We began with two other students who were at advanced levels and worked on different projects. They were also Miwa’s former classmates. (Classes are limited to three people) We started with a piece of cloth that was designed by Yakura-san. It had a floral outline using dyed glue, which later on in the process will disappear.
This cloth called Fuksua is used as a gift included with money. The brushes are made of various animal hairs. Yakura-san prefers the hair of the raccoon and the weasel.
White dye is created from baked seashells made into powder and mixed with paste. White and Red signify cherry blossoms, and the big pedal is happiness. Flowers titled “Bouquet” are for young ladies to celebrate happiness.
All designs have meanings and the designer catches the recipient’s desires and then designs for that purpose.
Yakura-san likes to paint with bright colors that are gorgeous. (White, orange, red, yellow, green, purple, blue, indigo) She said painting with bright colors reflects happiness. She strives to make all patterns that when the wearer raises her arms the design becomes one and when it is hung up it becomes a decoration.
She draws a picture, makes the design cloth with rice cake powder for glue, and then hand draws both inside and outside the cloth.
After dying she places the cloth into steamers with a towel and newspapers for 40 minutes (the paper attracts the glue) to insert the dye into the cloth. After steaming, the cloth is placed in lukewarm water to wash away the glue. Finally, it is rolled in a towel and ironed dry.
To add gold into the design she uses gold glue placed into a tube and slowly squeezes an outline onto the cloth.
A professional shop will sell a kimono for 1 million yen or more and hand painted for 2 million yen and up. When she explained to me how long it takes to hand make one kimono I immediately realized why they are so expensive. For Yakura-san the design alone may take 3 months, 2 weeks to put the outline on cloth, one week for outline paste to dry, an additional 2-3 months to correctly apply the dye, and one day to wash, take off glue and make any corrections.
Yakura-san makes Kimono for the Tohoku region for those who lost a loved one and their kimono during the 2011 earthquake disaster. The design is a dance with fan, a feather of the mythological Phoenix to make a bridge to heaven and the relative. Her goal is to bring happiness to the family in heaven. Yakura-san is vey involved with volunteer groups that donate to ladies in need
She showed us a beautiful black kimono (kuro-Tomesode) she is making for her son’s future wedding. The intricate design and colors were so subtle that you would never guess this was made from a dyeing process.
There is even more to this such as adding a family crest, which is hand painted in the size of a postage stamp using Indian ink.

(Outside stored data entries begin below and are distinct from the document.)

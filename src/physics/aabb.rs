use cgmath::{Point3, Vector3};

use crate::world::{Axis, VoxelPos};

/// Axis-aligned bounding box in world space, double precision
#[derive(Debug, Clone, Copy, PartialEq)]
pub struct Aabb {
    pub min: Point3<f64>,
    pub max: Point3<f64>,
}

impl Aabb {
    pub fn new(min: Point3<f64>, max: Point3<f64>) -> Self {
        debug_assert!(
            min.x <= max.x && min.y <= max.y && min.z <= max.z,
            "malformed box: min must not exceed max"
        );
        Self { min, max }
    }

    /// The full collision box of one voxel cell
    pub fn unit_cell(pos: VoxelPos) -> Self {
        let min = Point3::new(pos.x as f64, pos.y as f64, pos.z as f64);
        Self {
            min,
            max: Point3::new(min.x + 1.0, min.y + 1.0, min.z + 1.0),
        }
    }

    pub fn is_well_formed(&self) -> bool {
        self.min.x <= self.max.x && self.min.y <= self.max.y && self.min.z <= self.max.z
    }

    /// Positive-volume overlap test. Boxes that merely touch do not intersect.
    pub fn intersects(&self, other: &Aabb) -> bool {
        self.min.x < other.max.x
            && self.max.x > other.min.x
            && self.min.y < other.max.y
            && self.max.y > other.min.y
            && self.min.z < other.max.z
            && self.max.z > other.min.z
    }

    pub fn translated(&self, offset: Vector3<f64>) -> Aabb {
        Aabb {
            min: self.min + offset,
            max: self.max + offset,
        }
    }

    /// Grow the box to cover everywhere it would sweep through when
    /// displaced by `d`: min gains the negative components, max the positive.
    pub fn expand_towards(&self, d: Vector3<f64>) -> Aabb {
        Aabb {
            min: Point3::new(
                self.min.x + d.x.min(0.0),
                self.min.y + d.y.min(0.0),
                self.min.z + d.z.min(0.0),
            ),
            max: Point3::new(
                self.max.x + d.x.max(0.0),
                self.max.y + d.y.max(0.0),
                self.max.z + d.z.max(0.0),
            ),
        }
    }

    /// Inclusive voxel range covering this box, for broad-phase gathering
    pub fn voxel_range(&self) -> (VoxelPos, VoxelPos) {
        (
            VoxelPos::new(
                self.min.x.floor() as i32,
                self.min.y.floor() as i32,
                self.min.z.floor() as i32,
            ),
            VoxelPos::new(
                self.max.x.floor() as i32,
                self.max.y.floor() as i32,
                self.max.z.floor() as i32,
            ),
        )
    }

    pub fn min_on(&self, axis: Axis) -> f64 {
        match axis {
            Axis::X => self.min.x,
            Axis::Y => self.min.y,
            Axis::Z => self.min.z,
        }
    }

    pub fn max_on(&self, axis: Axis) -> f64 {
        match axis {
            Axis::X => self.max.x,
            Axis::Y => self.max.y,
            Axis::Z => self.max.z,
        }
    }
}

#[cfg(test)]
mod tests {
    use super::*;

    #[test]
    fn touching_boxes_do_not_intersect() {
        let a = Aabb::new(Point3::new(0.0, 0.0, 0.0), Point3::new(1.0, 1.0, 1.0));
        let b = a.translated(Vector3::new(1.0, 0.0, 0.0));
        assert!(!a.intersects(&b));
        let c = a.translated(Vector3::new(0.5, 0.0, 0.0));
        assert!(a.intersects(&c));
    }

    #[test]
    fn expand_towards_covers_the_swept_volume() {
        let a = Aabb::new(Point3::new(0.0, 0.0, 0.0), Point3::new(1.0, 1.0, 1.0));
        let swept = a.expand_towards(Vector3::new(2.0, -1.0, 0.0));
        assert_eq!(swept.min, Point3::new(0.0, -1.0, 0.0));
        assert_eq!(swept.max, Point3::new(3.0, 1.0, 1.0));
    }

    #[test]
    fn voxel_range_is_inclusive_of_flush_cells() {
        let a = Aabb::new(Point3::new(0.25, 0.0, 0.25), Point3::new(0.75, 2.0, 0.75));
        let (min, max) = a.voxel_range();
        assert_eq!(min, VoxelPos::new(0, 0, 0));
        assert_eq!(max, VoxelPos::new(0, 2, 0));
    }
}
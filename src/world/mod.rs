//! Grid-facing data model: positions, block identity and state, the
//! capability trait blocks implement, the registry, and the storage
//! collaborator interface.

pub mod basic_blocks;
pub mod block;
pub mod grid;
pub mod position;
pub mod registry;

pub use block::{effective_reaction, Block, BlockId, BlockState, PushReaction};
pub use grid::{place, BlockGrid, SparseGrid};
pub use position::{Axis, Direction, VoxelPos};
pub use registry::BlockRegistry;
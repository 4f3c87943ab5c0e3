use log::{trace, warn};
use std::collections::HashSet;

use crate::constants::notify;
use crate::push::PushGraph;
use crate::world::{BlockGrid, BlockRegistry, BlockState, VoxelPos};

/// Side-effect hooks the executor fires while applying a push. Drops,
/// particles, sounds and redstone-like cascades all live behind this seam;
/// the executor itself only mutates the grid.
pub trait PushHooks {
    /// A cell broke instead of moving
    fn on_destroy(&mut self, _pos: VoxelPos, _state: BlockState) {}
    /// A cell's state arrived at its destination
    fn on_moved(&mut self, _from: VoxelPos, _to: VoxelPos, _state: BlockState) {}
    /// A touched cell should notify its neighbors
    fn on_update(&mut self, _pos: VoxelPos) {}
}

/// Hook implementation that does nothing
pub struct NoHooks;

impl PushHooks for NoHooks {}

/// Apply a feasible push graph to the grid.
///
/// Precondition: `graph.feasible`. Calling with an infeasible graph is a
/// contract violation; it trips a debug assertion and does nothing in
/// release builds.
///
/// The step order is load-bearing:
/// 1. destroy far-to-near, so a near teardown never masks a far read;
/// 2. stage relocations far-to-near, writing the in-motion placeholder at
///    each source so no intermediate read sees a half-moved chain;
/// 3. clear every source that is not about to be overwritten by a staged
///    destination;
/// 4. commit the staged destination states;
/// 5. one notification pass over touched cells, in relocate-list order.
pub fn apply_push(
    grid: &mut dyn BlockGrid,
    registry: &BlockRegistry,
    graph: &PushGraph,
    hooks: &mut dyn PushHooks,
) -> bool {
    debug_assert!(graph.feasible, "apply_push called with an infeasible graph");
    if !graph.feasible {
        return false;
    }
    let dir = graph.direction;

    // 1. Destroy, furthest from the actuator first
    for &pos in graph.to_destroy.iter().rev() {
        let state = grid.get(pos);
        if let Some(block) = registry.get_block(state.id) {
            if block.drops_on_destroy(&state) {
                hooks.on_destroy(pos, state);
            }
        }
        set_or_warn(grid, pos, BlockState::AIR, notify::UPDATE_NEIGHBORS);
    }

    // 2. Stage relocations, furthest first, leaving the in-motion
    //    placeholder behind at each source
    let mut staged: Vec<(VoxelPos, BlockState)> = Vec::with_capacity(graph.to_move.len());
    for &pos in graph.to_move.iter().rev() {
        let state = grid.get(pos);
        staged.push((pos.relative(dir), state));
        set_or_warn(grid, pos, BlockState::MOVING, notify::SILENT);
    }

    // 3. Clear sources that no staged destination will overwrite
    let destinations: HashSet<VoxelPos> = staged.iter().map(|(d, _)| *d).collect();
    for &pos in graph.to_move.iter() {
        if !destinations.contains(&pos) {
            set_or_warn(grid, pos, BlockState::AIR, notify::SILENT);
        }
    }

    // 4. Commit destinations
    for &(dest, state) in &staged {
        set_or_warn(grid, dest, state, notify::UPDATE_NEIGHBORS);
        hooks.on_moved(dest.relative(dir.opposite()), dest, state);
    }
    trace!(
        "push applied: {} relocated, {} destroyed toward {:?}",
        staged.len(),
        graph.to_destroy.len(),
        dir
    );

    // 5. Notifications, relocate-list order, sources then destinations
    for &pos in &graph.to_move {
        hooks.on_update(pos);
        hooks.on_update(pos.relative(dir));
    }
    for &pos in &graph.to_destroy {
        hooks.on_update(pos);
    }

    true
}

fn set_or_warn(grid: &mut dyn BlockGrid, pos: VoxelPos, state: BlockState, flags: u8) {
    if !grid.set(pos, state, flags) {
        // The resolver verified residency, so a rejected write here means
        // the grid changed under us; keep going to leave no staged state.
        warn!("grid rejected write at {:?} during push execution", pos);
    }
}
pub mod dealer;
pub mod models;
pub mod review;

// Re-exports
pub use models::*;

use crate::storage::DocumentStore;
use axum::{Json, Router, extract::State, routing::get};
use tower::ServiceBuilder;
use tower_http::cors::CorsLayer;
use tower_http::trace::TraceLayer;

pub const WELCOME: &str = "Welcome to the Mongoose API";

/// Build the full application router around `state`.
pub fn router<S: DocumentStore>(state: AppState<S>) -> Router {
    Router::new()
        .route("/", get(root_handler))
        .route("/health", get(health_handler::<S>))
        .merge(dealer::routes::<S>())
        .merge(review::routes::<S>())
        .with_state(state)
        .layer(
            ServiceBuilder::new()
                .layer(TraceLayer::new_for_http())
                .layer(CorsLayer::permissive()),
        )
}

pub async fn root_handler() -> &'static str {
    WELCOME
}

pub async fn health_handler<S: DocumentStore>(
    State(state): State<AppState<S>>,
) -> Json<HealthResponse> {
    let total_dealerships = state.dealerships().all().await.map_or(0, |d| d.len());
    let total_reviews = state.reviews().all().await.map_or(0, |r| r.len());

    Json(HealthResponse {
        status: "healthy".to_string(),
        version: env!("CARGO_PKG_VERSION").to_string(),
        seeded: state.is_seeded(),
        total_dealerships,
        total_reviews,
    })
}
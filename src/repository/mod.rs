pub mod dealerships;
pub mod reviews;

pub use dealerships::DealershipRepository;
pub use reviews::ReviewRepository;

use crate::storage::{Document, DocumentStore, StoreError};
use serde::Serialize;
use serde::de::DeserializeOwned;
use serde_json::Value;

pub const DEALERSHIPS: &str = "dealerships";
pub const REVIEWS: &str = "reviews";

/// Data access error
#[derive(Debug, thiserror::Error)]
pub enum RepositoryError {
    #[error(transparent)]
    Store(#[from] StoreError),

    #[error("stored document does not match its model: {0}")]
    Decode(#[from] serde_json::Error),

    #[error("gave up assigning a review id after {attempts} conflicting attempts")]
    IdContention { attempts: usize },

    #[error("review id space exhausted after id {max}")]
    IdExhausted { max: i64 },
}

pub type RepositoryResult<T> = Result<T, RepositoryError>;

/// Declare the logical `id` of both collections unique.
pub async fn ensure_indexes<S: DocumentStore>(store: &S) -> RepositoryResult<()> {
    store.create_unique_index(DEALERSHIPS, "id").await?;
    store.create_unique_index(REVIEWS, "id").await?;
    Ok(())
}

pub(crate) fn decode_all<T: DeserializeOwned>(
    documents: Vec<Document>,
) -> RepositoryResult<Vec<T>> {
    documents
        .into_iter()
        .map(|d| serde_json::from_value(Value::Object(d)).map_err(RepositoryError::from))
        .collect()
}

pub(crate) fn encode<T: Serialize>(model: &T) -> RepositoryResult<Document> {
    match serde_json::to_value(model)? {
        Value::Object(document) => Ok(document),
        other => Err(RepositoryError::Decode(serde::ser::Error::custom(format!(
            "expected a JSON object, got {other}"
        )))),
    }
}
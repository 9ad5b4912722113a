use crate::api::dealer::handlers::{fetch_dealer, fetch_dealers, fetch_dealers_by_state};
use crate::api::models::AppState;
use crate::storage::DocumentStore;
use axum::{Router, routing::get};

pub fn routes<S: DocumentStore>() -> Router<AppState<S>> {
    Router::new()
        .route("/fetchDealers", get(fetch_dealers::<S>))
        .route("/fetchDealers/{state}", get(fetch_dealers_by_state::<S>))
        .route("/fetchDealer/{id}", get(fetch_dealer::<S>))
}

I even tried applying dye onto the cloth Miwa was working on. It takes a steady hand and focused eye to not make a mistake. When we finished Yakura-san carefully packaged our cloth for us to display at our home.
Yakura-san said, “Yuzen is my mission and I want to be a point on the long line of Yuzen history.”
She currently is not accepting any new students, but you can e-mail her as to when an opening may become available or check the web for other classes offered throughout the country. Also feel free to email her e-mail for pricing, availability, and directions to the school (email@example.com ).
The art of kimono dyeing is another great learning experience that you could add to your trip to Japan.